* **Supplied data**:
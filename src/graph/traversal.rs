//! Graph traversal algorithms (BFS shortest path, DFS preorder).

use std::collections::{HashMap, HashSet, VecDeque};

use crate::types::{GraphError, GraphResult, Vertex};

use super::AdjacencyGraph;

/// An ordered walk through the graph, first vertex to last.
pub type Path<V> = Vec<V>;

/// Shortest path from `from` to `to`, counted in edges.
///
/// Returns `Ok(None)` when `to` is not reachable from `from`. Among several
/// shortest paths the one whose vertices were discovered first wins, which
/// follows the insertion order of successor lists.
pub fn shortest_path<V: Vertex>(
    graph: &AdjacencyGraph<V>,
    from: &V,
    to: &V,
) -> GraphResult<Option<Path<V>>> {
    if !graph.contains(from) {
        return Err(GraphError::vertex_not_found(from));
    }
    if !graph.contains(to) {
        return Err(GraphError::vertex_not_found(to));
    }

    if from == to {
        return Ok(Some(vec![from.clone()]));
    }

    let mut visited: HashSet<&V> = HashSet::new();
    let mut discovered_by: HashMap<&V, &V> = HashMap::new();
    let mut queue: VecDeque<&V> = VecDeque::new();

    visited.insert(from);
    queue.push_back(from);

    let mut reached = false;
    while let Some(current) = queue.pop_front() {
        if current == to {
            reached = true;
            break;
        }
        log::trace!("bfs: expanding {:?}", current);

        for neighbor in graph.neighbors(current)? {
            if visited.insert(neighbor) {
                discovered_by.insert(neighbor, current);
                queue.push_back(neighbor);
            }
        }
    }

    if !reached {
        log::debug!(
            "bfs: no path from {:?} to {:?} ({} vertices visited)",
            from,
            to,
            visited.len()
        );
        return Ok(None);
    }

    let mut path = vec![to.clone()];
    let mut current = to;
    while let Some(&parent) = discovered_by.get(current) {
        path.push(parent.clone());
        current = parent;
    }
    path.reverse();

    log::debug!(
        "bfs: path from {:?} to {:?} has {} edges ({} vertices visited)",
        from,
        to,
        path.len() - 1,
        visited.len()
    );
    Ok(Some(path))
}

/// All vertices reachable from `start`, in depth-first preorder.
///
/// Produces the same order as a recursive walk that descends into
/// successors in insertion order, but keeps its frames on the heap so deep
/// graphs cannot overflow the call stack.
pub fn depth_first<V: Vertex>(graph: &AdjacencyGraph<V>, start: &V) -> GraphResult<Vec<V>> {
    let start_successors = graph.neighbors(start)?;

    let mut visited: HashSet<&V> = HashSet::new();
    let mut order: Vec<V> = Vec::new();
    // (successors of the vertex, index of the next successor to look at)
    let mut stack: Vec<(&[V], usize)> = Vec::new();

    visited.insert(start);
    order.push(start.clone());
    stack.push((start_successors, 0));

    while let Some(frame) = stack.last_mut() {
        let (successors, next) = *frame;
        if next == successors.len() {
            stack.pop();
            continue;
        }
        frame.1 += 1;

        let vertex = &successors[next];
        if visited.insert(vertex) {
            log::trace!("dfs: entering {:?}", vertex);
            order.push(vertex.clone());
            stack.push((graph.neighbors(vertex)?, 0));
        }
    }

    log::debug!("dfs: {} vertices reachable from {:?}", order.len(), start);
    Ok(order)
}

/// Traversals as methods on the graph.
pub trait Traversal<V: Vertex> {
    /// See [`shortest_path`].
    fn shortest_path(&self, from: &V, to: &V) -> GraphResult<Option<Path<V>>>;

    /// See [`depth_first`].
    fn depth_first(&self, start: &V) -> GraphResult<Vec<V>>;
}

impl<V: Vertex> Traversal<V> for AdjacencyGraph<V> {
    fn shortest_path(&self, from: &V, to: &V) -> GraphResult<Option<Path<V>>> {
        shortest_path(self, from, to)
    }

    fn depth_first(&self, start: &V) -> GraphResult<Vec<V>> {
        depth_first(self, start)
    }
}

#[cfg(test)]
mod tests {
    use super::*;

    #[test]
    fn shortest_path_prefers_first_inserted_successor() {
        let graph: AdjacencyGraph<char> = [('s', 'a'), ('s', 'b'), ('a', 't'), ('b', 't')]
            .into_iter()
            .collect();
        assert_eq!(
            shortest_path(&graph, &'s', &'t').unwrap(),
            Some(vec!['s', 'a', 't'])
        );
    }

    #[test]
    fn depth_first_handles_cycles() {
        let graph: AdjacencyGraph<u8> = [(0, 1), (1, 2), (2, 0), (2, 3)].into_iter().collect();
        assert_eq!(depth_first(&graph, &1).unwrap(), vec![1, 2, 0, 3]);
    }
}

* **Try it**: Search the records for the string "neighbors", and copy every line that holds it.

* **Answer section**:
        for neighbor in graph.neighbors(current)? {
    let start_successors = graph.neighbors(start)?;
            stack.push((graph.neighbors(vertex)?, 0));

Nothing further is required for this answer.